Recorded information START
//! Lexer for template markup using logos
//!
//! Markup is not context free at the token level: `a=b` is text between tags
//! but an attribute inside one. The lexer therefore has two modes. Content
//! mode ([`ContentToken`]) runs between tags; as soon as a tag opens the parser
//! morphs into tag mode ([`TagToken`]) until the closing `>` or `/>`.

use logos::Logos;

/// Tokens between tags
#[derive(Logos, Debug, Clone, PartialEq, Eq)]
pub enum ContentToken<'src> {
    #[regex(r"<!--([^-]|-[^-])*-->", |lex| {
        let s = lex.slice();
        &s[4..s.len() - 3]
    })]
    Comment(&'src str),

    #[regex(r"<[a-zA-Z][a-zA-Z0-9\-]*", |lex| &lex.slice()[1..])]
    TagOpen(&'src str),

    #[regex(r"</[a-zA-Z][a-zA-Z0-9\-]*[ \t\r\n]*>", |lex| close_tag_name(lex.slice()))]
    TagClose(&'src str),

    #[regex(r"[^<]+", |lex| lex.slice())]
    Text(&'src str),
}

/// Tokens inside an opening tag
#[derive(Logos, Debug, Clone, PartialEq, Eq)]
#[logos(skip r"[ \t\r\n]+")]
pub enum TagToken<'src> {
    #[token(">")]
    End,

    #[token("/>")]
    SelfClose,

    #[token("=")]
    Equals,

    #[regex(r#""[^"]*""#, |lex| strip_quotes(lex.slice()))]
    #[regex(r"'[^']*'", |lex| strip_quotes(lex.slice()))]
    Quoted(&'src str),

    // attribute names and unquoted values: `:for`, `~click`, `data-id`, `42`
    #[regex(r#"[^ \t\r\n"'<>/=]+"#, |lex| lex.slice())]
    Name(&'src str),
}

fn close_tag_name(slice: &str) -> &str {
    slice[2..]
        .trim_end_matches('>')
        .trim_end_matches([' ', '\t', '\r', '\n'])
}

fn strip_quotes(slice: &str) -> &str {
    &slice[1..slice.len() - 1]
}
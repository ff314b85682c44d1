//! Deterministic stand-ins for the two host scheduling primitives: the
//! display-frame callback and the zero-delay deferred task

use crate::component::ComponentId;
use indexmap::IndexSet;
use std::collections::VecDeque;

#[derive(Debug, Clone, Copy, PartialEq, Eq)]
pub enum Task {
    /// First-time setup of an instance
    Initialize(ComponentId),
    /// One steady-state pass: re-render if anything changed
    Run(ComponentId),
}

#[derive(Debug, Default)]
pub struct Scheduler {
    deferred: VecDeque<Task>,
    frames: IndexSet<ComponentId>,
}

impl Scheduler {
    pub fn new() -> Self {
        Self::default()
    }

    pub fn defer(&mut self, task: Task) {
        self.deferred.push_back(task);
    }

    /// Ask for a pass on the next display frame; one request per component
    pub fn request_frame(&mut self, id: ComponentId) {
        self.frames.insert(id);
    }

    /// Start a display frame: every frame request becomes a deferred pass
    pub fn animation_frame(&mut self) -> usize {
        let count = self.frames.len();
        for id in self.frames.drain(..) {
            self.deferred.push_back(Task::Run(id));
        }
        count
    }

    /// Tasks queued so far; anything deferred while they run waits for the
    /// next tick
    pub fn take_deferred(&mut self) -> Vec<Task> {
        self.deferred.drain(..).collect()
    }

    pub fn cancel(&mut self, id: ComponentId) {
        self.frames.shift_remove(&id);
        self.deferred.retain(|task| match task {
            Task::Initialize(t) | Task::Run(t) => *t != id,
        });
    }

    pub fn pending_tasks(&self) -> usize {
        self.deferred.len()
    }

    pub fn pending_frames(&self) -> usize {
        self.frames.len()
    }

    pub fn is_idle(&self) -> bool {
        self.deferred.is_empty() && self.frames.is_empty()
    }
}
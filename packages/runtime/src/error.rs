use crate::component::ComponentId;
use ripple_dom::{DomError, ParseError};
use thiserror::Error;

pub type RenderResult<T> = Result<T, RenderError>;
pub type RuntimeResult<T> = Result<T, RuntimeError>;

/// Faults raised while instantiating or rendering one component
#[derive(Error, Debug, Clone, PartialEq)]
pub enum RenderError {
    #[error("Cannot instantiate component because the template with id '{0}' does not exist")]
    TemplateNotFound(String),

    #[error("No component is registered for <{0}>")]
    UnknownComponent(String),

    #[error("SyntaxError in :for expression: '{0}'")]
    ForSyntax(String),

    #[error("Node with :for=\"{0}\" has no :key")]
    MissingKey(String),

    #[error("Key '{expression}' evaluated to a falsy value; keys should be based on the iteration item")]
    FalsyKey { expression: String },

    #[error("Key '{expression}' must evaluate to a string or a number, got {found}")]
    InvalidKey { expression: String, found: String },

    #[error("'{method}' is not a method on component '{component}'")]
    UnknownMethod { component: String, method: String },

    #[error(transparent)]
    Dom(#[from] DomError),
}

#[derive(Error, Debug, Clone, PartialEq)]
pub enum RuntimeError {
    #[error("Component <{tag}> ({id}) failed: {source}")]
    Component {
        id: ComponentId,
        tag: String,
        #[source]
        source: RenderError,
    },

    #[error(transparent)]
    Render(#[from] RenderError),

    #[error(transparent)]
    Dom(#[from] DomError),

    #[error(transparent)]
    Parse(#[from] ParseError),
}
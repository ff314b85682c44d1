use crate::{evaluate, Array, Object, Region, Store, Targets, Value};
use serde_json::json;

fn store(json: serde_json::Value) -> Store {
    match Value::from(json) {
        Value::Object(object) => Store::new(object),
        other => panic!("fixture must be an object, got {:?}", other),
    }
}

#[test]
fn test_adopted_properties_get_records() {
    let store = store(json!({"count": 0, "user": {"name": "Ada"}, "items": [1, 2]}));
    let data = store.data();

    assert!(data.is_reactive());
    assert!(data.dep_of("count").is_some());
    assert!(data.dep_of("items").is_some());
    let user = data.peek("user");
    assert!(user.as_object().unwrap().dep_of("name").is_some());
    // count, user, user.name, items
    assert_eq!(store.records(), 4);
    assert!(!store.any_changed());
}

#[test]
fn test_equal_write_is_not_a_change() {
    let store = store(json!({"count": 1}));
    let regions = [Region(3)];
    store.data().get("count", Targets::new(&regions));

    assert!(!store.data().set("count", 1));
    assert!(!store.any_changed());
    assert!(store.collect_dirty().is_empty());
}

#[test]
fn test_write_dirties_readers_once() {
    let store = store(json!({"count": 1}));
    let regions = [Region(3), Region(4)];
    assert_eq!(store.data().get("count", Targets::new(&regions)), Value::from(1));
    assert_eq!(store.dependents(store.data(), "count"), vec![Region(3), Region(4)]);

    assert!(store.data().set("count", 2));
    assert!(store.has_changed(store.data(), "count"));
    assert_eq!(store.collect_dirty(), vec![Region(3), Region(4)]);
    assert!(store.collect_dirty().is_empty());
    assert!(!store.has_changed(store.data(), "count"));
    println!("✓ Dirty regions collected once and reset");
}

#[test]
fn test_untracked_reads_record_nothing() {
    let store = store(json!({"count": 1}));
    store.data().peek("count");
    store.data().set("count", 5);
    assert!(store.any_changed());
    assert!(store.collect_dirty().is_empty());
}

#[test]
fn test_nested_write_through_path() {
    let store = store(json!({"user": {"name": "Ada"}}));
    let root = Value::Object(store.data().clone());
    let regions = [Region(9)];
    assert_eq!(evaluate(&root, "user.name", Targets::new(&regions)), Value::from("Ada"));

    let user = store.data().peek("user");
    user.as_object().unwrap().set("name", "Grace");
    assert_eq!(store.collect_dirty(), vec![Region(9)]);
}

#[test]
fn test_assigned_object_becomes_reactive() {
    let store = store(json!({"user": {"name": "Ada"}}));
    let replacement = Object::from_pairs([("name", "Lin")]);
    assert!(!replacement.is_reactive());

    assert!(store.data().set("user", replacement.clone()));
    assert!(replacement.is_reactive());
    assert!(replacement.dep_of("name").is_some());
    assert!(store.has_changed(store.data(), "user"));
}

#[test]
fn test_new_keys_get_records_without_dirtying() {
    let store = store(json!({}));
    assert!(store.data().set("fresh", 1));
    assert!(store.data().dep_of("fresh").is_some());
    assert!(!store.any_changed());
}

#[test]
fn test_digit_keys_are_untracked() {
    let store = Store::new(Object::from_pairs([("0", "zero"), ("name", "n")]));
    assert!(store.data().dep_of("0").is_none());
    assert!(store.data().dep_of("name").is_some());
}

#[test]
fn test_array_mutations_dirty_owning_property() {
    let store = store(json!({"items": [1, 2]}));
    let regions = [Region(1)];
    let items = store.data().get("items", Targets::new(&regions));
    let items: &Array = items.as_array().unwrap();

    items.push(3);
    assert_eq!(store.collect_dirty(), vec![Region(1)]);
    assert_eq!(items.shift(), Value::from(1));
    assert_eq!(store.collect_dirty(), vec![Region(1)]);
    items.unshift(0);
    assert_eq!(store.collect_dirty(), vec![Region(1)]);
    assert_eq!(items.pop(), Value::from(3));
    assert_eq!(store.collect_dirty(), vec![Region(1)]);
    items.set(0, 7);
    assert_eq!(store.collect_dirty(), vec![Region(1)]);
    assert_eq!(items.to_vec(), vec![Value::from(7), Value::from(2)]);
}

#[test]
fn test_replaced_array_keeps_property_record() {
    let store = store(json!({"items": [1]}));
    let regions = [Region(2)];
    store.data().get("items", Targets::new(&regions));
    store.data().set("items", Value::from(json!([1, 2])));
    store.collect_dirty();

    // mutations on the new array still reach the same record
    let items = store.data().peek("items");
    items.as_array().unwrap().push(3);
    assert_eq!(store.collect_dirty(), vec![Region(2)]);
}

#[test]
fn test_forget_drops_region() {
    let store = store(json!({"a": 1, "b": 2}));
    let regions = [Region(5)];
    store.data().get("a", Targets::new(&regions));
    store.data().get("b", Targets::new(&regions));

    store.forget(Region(5));
    store.data().set("a", 10);
    store.data().set("b", 20);
    assert!(store.collect_dirty().is_empty());
}

#[test]
fn test_stores_do_not_share_records() {
    let first = store(json!({"shared": {"x": 1}}));
    let second = Store::new(first.data().clone());

    assert!(!second.data().ptr_eq(first.data()));
    let regions = [Region(1)];
    first.data().get("shared", Targets::new(&regions));

    let nested = second.data().peek("shared");
    nested.as_object().unwrap().set("x", 2);
    assert!(second.any_changed());
    assert!(!first.any_changed());
    assert_eq!(first.data().peek("shared").as_object().unwrap().peek("x"), Value::from(1));
}

#[test]
fn test_same_store_object_keeps_identity() {
    let store = store(json!({"user": {"name": "Ada"}}));
    let user = store.data().peek("user");
    store.data().set("alias", user.clone());

    let alias = store.data().peek("alias");
    assert!(alias.as_object().unwrap().ptr_eq(user.as_object().unwrap()));
}

#[test]
fn test_dependents_of_foreign_object_are_empty() {
    let store = store(json!({"a": 1}));
    let plain = Object::from_pairs([("a", 1)]);
    assert!(store.dependents(&plain, "a").is_empty());
    assert!(!store.has_changed(&plain, "a"));
}

#[test]
fn test_sweep_releases_replaced_objects() {
    let store = store(json!({"user": {"name": "Ada", "tags": ["a"]}}));
    // user, user.name, user.tags
    assert_eq!(store.records(), 3);

    for i in 0..100 {
        store.data().set("user", Value::from(json!({"name": format!("u{}", i), "tags": []})));
        store.sweep();
    }
    assert_eq!(store.records(), 3);
    assert_eq!(store.unswept(), 0);
    println!("✓ Replaced objects release their records");
}

#[test]
fn test_sweep_keeps_shared_objects() {
    let store = store(json!({"user": {"name": "Ada"}}));
    let user = store.data().peek("user");
    store.data().set("alias", user.clone());
    store.data().set("user", Value::Null);

    assert_eq!(store.sweep(), 0);
    let regions = [Region(2)];
    let alias = store.data().peek("alias");
    alias.as_object().unwrap().get("name", Targets::new(&regions));
    alias.as_object().unwrap().set("name", "Grace");
    assert_eq!(store.collect_dirty(), vec![Region(2)]);
}

#[test]
fn test_swept_object_tracks_again_when_written_back() {
    let store = store(json!({"todos": [{"text": "a"}, {"text": "b"}]}));
    let todos = store.data().peek("todos");
    let todos = todos.as_array().unwrap();
    let first = todos.shift();
    assert_eq!(store.sweep(), 1);

    todos.push(first.clone());
    let regions = [Region(5)];
    let text = first.as_object().unwrap().get("text", Targets::new(&regions));
    assert_eq!(text, Value::from("a"));
    first.as_object().unwrap().set("text", "c");
    assert_eq!(store.collect_dirty(), vec![Region(5)]);
    assert_eq!(store.sweep(), 0);
}
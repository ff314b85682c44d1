//! Per-node render metadata and scope helpers
//!
//! The host tree only stores markup. Everything the renderer needs to know
//! about a node between passes (its iteration context, the pristine template
//! it is re-cloned from, its list key) lives in a [`NodeTable`] owned by the
//! component that rendered it.

use crate::error::{RenderError, RenderResult};
use ripple_dom::{Document, NodeId};
use ripple_reactive::{coerce, resolve, Array, Object, Region, Targets, Value};
use std::collections::HashMap;

/// Identity of a `:for` item among its siblings
#[derive(Debug, Clone, PartialEq, Eq, Hash)]
pub enum ItemKey {
    Text(String),
    /// Bit pattern of the number, so keys can be hashed
    Number(u64),
}

impl ItemKey {
    pub fn from_value(value: &Value, expression: &str) -> RenderResult<Self> {
        if !value.is_truthy() {
            return Err(RenderError::FalsyKey {
                expression: expression.to_string(),
            });
        }
        match value {
            Value::String(s) => Ok(ItemKey::Text(s.clone())),
            Value::Number(n) => Ok(ItemKey::Number(n.to_bits())),
            other => Err(RenderError::InvalidKey {
                expression: expression.to_string(),
                found: format!("{:?}", other),
            }),
        }
    }
}

#[derive(Debug, Clone, Default)]
pub struct NodeMeta {
    /// Iteration scope visible to bindings on this node
    pub context: Object,
    /// Node this one is re-cloned from on every render
    pub template: Option<NodeId>,
    pub key: Option<ItemKey>,
    /// Generated by a `:for`; only its list owner re-processes it
    pub iterative: bool,
    /// The `:for` this node belongs to (items and placeholder share it)
    pub group: Option<u64>,
}

#[derive(Debug, Default)]
pub struct NodeTable {
    entries: HashMap<NodeId, NodeMeta>,
}

impl NodeTable {
    pub fn get(&self, node: NodeId) -> Option<&NodeMeta> {
        self.entries.get(&node)
    }

    pub fn get_mut(&mut self, node: NodeId) -> Option<&mut NodeMeta> {
        self.entries.get_mut(&node)
    }

    /// Metadata of `node`, or the defaults of a pristine template node
    pub fn meta(&self, node: NodeId) -> NodeMeta {
        self.entries.get(&node).cloned().unwrap_or_default()
    }

    pub fn insert(&mut self, node: NodeId, meta: NodeMeta) {
        self.entries.insert(node, meta);
    }

    pub fn remove(&mut self, node: NodeId) -> Option<NodeMeta> {
        self.entries.remove(&node)
    }

    /// Template nodes referenced by any entry
    pub fn templates(&self) -> impl Iterator<Item = NodeId> + '_ {
        self.entries.values().filter_map(|meta| meta.template)
    }

    pub fn is_iterative(&self, node: NodeId) -> bool {
        self.entries.get(&node).is_some_and(|m| m.iterative)
    }

    pub fn len(&self) -> usize {
        self.entries.len()
    }

    pub fn is_empty(&self) -> bool {
        self.entries.is_empty()
    }
}

/// `first-name` → `firstName`
pub fn slug_to_camel(slug: &str) -> String {
    let mut out = String::with_capacity(slug.len());
    let mut chars = slug.chars().peekable();
    while let Some(c) = chars.next() {
        if c == '-' {
            if let Some(next) = chars.peek().copied() {
                if next.is_alphanumeric() || next == '_' {
                    chars.next();
                    out.extend(next.to_uppercase());
                    continue;
                }
            }
        }
        out.push(c);
    }
    out
}

pub fn region(node: NodeId) -> Region {
    Region(node.index())
}

pub fn node(region: Region) -> NodeId {
    NodeId::from_index(region.0)
}

/// Evaluate the `:`-prefixed attributes of a component host against the
/// enclosing scope. The host becomes a dependent of everything read,
/// including every property nested inside an object or array prop, so the
/// parent re-renders it when any part of a prop source changes.
pub fn host_props(doc: &Document, host: NodeId, context: &Object, scope: &Object) -> Object {
    let targets = [region(host)];
    let props = Object::new();
    let mut seen = Seen::default();
    for attribute in doc.attributes(host) {
        let Some(name) = attribute.name.strip_prefix(':') else {
            continue;
        };
        let value = coerce(&attribute.value, |path| {
            resolve(context, scope, path, Targets::new(&targets))
        });
        depend_deep(&value, Targets::new(&targets), &mut seen);
        props.set(slug_to_camel(name), value);
    }
    props
}

#[derive(Default)]
struct Seen {
    objects: Vec<Object>,
    arrays: Vec<Array>,
}

fn depend_deep(value: &Value, targets: Targets<'_>, seen: &mut Seen) {
    match value {
        Value::Object(object) => {
            if seen.objects.iter().any(|o| o.ptr_eq(object)) {
                return;
            }
            seen.objects.push(object.clone());
            for key in object.keys() {
                let nested = object.get(&key, targets);
                depend_deep(&nested, targets, seen);
            }
        }
        Value::Array(array) => {
            if seen.arrays.iter().any(|a| a.ptr_eq(array)) {
                return;
            }
            seen.arrays.push(array.clone());
            for item in array.iter() {
                depend_deep(&item, targets, seen);
            }
        }
        _ => {}
    }
}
Recorded information END
> [What is needed] Apply a filter for "HashMap" to the entries and show each line that passes.

> [Problem solution]
use std::collections::HashMap;
    entries: HashMap<NodeId, NodeMeta>,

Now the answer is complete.